From there we strolled over to the right bank, enjoyed a little patisserie and wandered through the  Samaritaine department store whose interior has been beautifully restored. It was enough to walk the aisles admiring the restoration and avoiding paying thousands of dollars for any of the merchandise. We stopped for lunch at a sidewalk cafe on the way to the Picasso Museum which has also been renovated since our last visit. To be honest, I don’t get Picasso. I can respect his creativity and inventiveness but don’t love most of his works. Having already walked almost four miles thus far today, we taxied back to our hotel for some rest.


Dinner was a real treat. One of the main reasons we wanted to come to Paris was to visit with a former client and friends—Ghislain and Catherine de Vogue. He is of the Moet family and we’ve been long distance friends for more than 25 years. He is 92 and she is 91 and recently recovered from cancer. They are in remarkably good shape and quite sharp. So it was special to see them for dinner and have champagne (of course) in their exquisite apartment on the Seine looking to Notre Dame. We had dinner at Le Bistro de Paris and talked for hours about politics, family, and life. It was a wonderful visit and we felt very lucky to have spent time with them.

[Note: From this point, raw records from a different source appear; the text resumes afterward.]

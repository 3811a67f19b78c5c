//! # Weft Shared
//! Common functionality shared between the weft-server & weft-client crates:
//! the WARP envelope model, hierarchical addresses, the push/backpressure
//! primitives, and the boundary traits (scheduler, storage, codec,
//! authenticator) that the hosting process supplies.

#![deny(trivial_numeric_casts, unstable_features, unused_import_braces)]

mod address;
mod backoff;
mod capabilities;
mod codec;
mod deferred;
mod envelope;
mod identity;
mod policy;
mod push;
mod queue;
mod stage;
mod store;
mod value;

pub use address::{Address, AddressLevel};
pub use backoff::{Backoff, BackoffConfig};
pub use capabilities::{LinkHandle, Pushable};
pub use codec::{Codec, CodecError, DecodeResult};
pub use deferred::Deferred;
pub use envelope::{Envelope, EnvelopeTag, LaneAddressed, ProtocolError};
pub use identity::Identity;
pub use policy::{Authenticator, PolicyDirective};
pub use push::{PushObserver, PushOutcome, PushRequest};
pub use queue::{PushQueue, QueueConfig, QueueError, Rejected};
pub use stage::{ManualStage, Stage, Task, TimerHandle};
pub use store::{MapStore, MemoryStore};
pub use value::Value;
//! # Weft Server
//! Server-side WARP runtime: the cell routing fabric that lazily creates and
//! tears down the edge/mesh/part/host/node/lane tree, the uplink fan-out
//! that multiplexes many remote subscribers over one piece of authoritative
//! lane state, and the policy gate that admits links.

#![deny(trivial_numeric_casts, unstable_features, unused_import_braces)]

mod fabric;
mod gate;
mod lane;
mod router;
mod sink;
mod uplink;

pub use fabric::{
    Cell, CellMetrics, Fabric, FabricConfig, FabricError, FailHook, MetricReport, Routable,
};
pub use gate::PolicyGate;
pub use lane::{LaneKind, LaneModel, LaneRegistry, StaticLaneRegistry};
pub use router::Router;
pub use sink::{EnvelopeSink, SinkError};
pub use uplink::{SyncProgress, Uplink, UplinkConfig, UplinkError, UplinkPhase};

Our last day in Paris was half over before it started. Thanks to a little chemistry we both slept until noon—unheard of. We finally bestirred ourselves and walked a block to have omelet

lunches, and then the rain came. Good thing we had our new rain jackets bought on our recent trip to Boulder. They came in handy as we made our way to Fabrice, Betsey’s favorite store in Paris where some new earrings awaited. Because the rain was coming down heavily, we stopped at a Patisserie for my first pan au chocolate of the trip. With the sun out we wandered along left bank streets into the Luxembourg gardens which did not disappoint. Then back to our hotel to deal with some Verizon internet issues which have hopefully been solved.


We headed to the Marais district for dinner with our nephews Sol and David. They are great. They live in Paris and are successful creative directors represented by a production company here in Paris. We hadn’t seen them in quite a while and it was fun to catch up. We dined at Derrière, a very good sort of funky restaurant and talked for hours.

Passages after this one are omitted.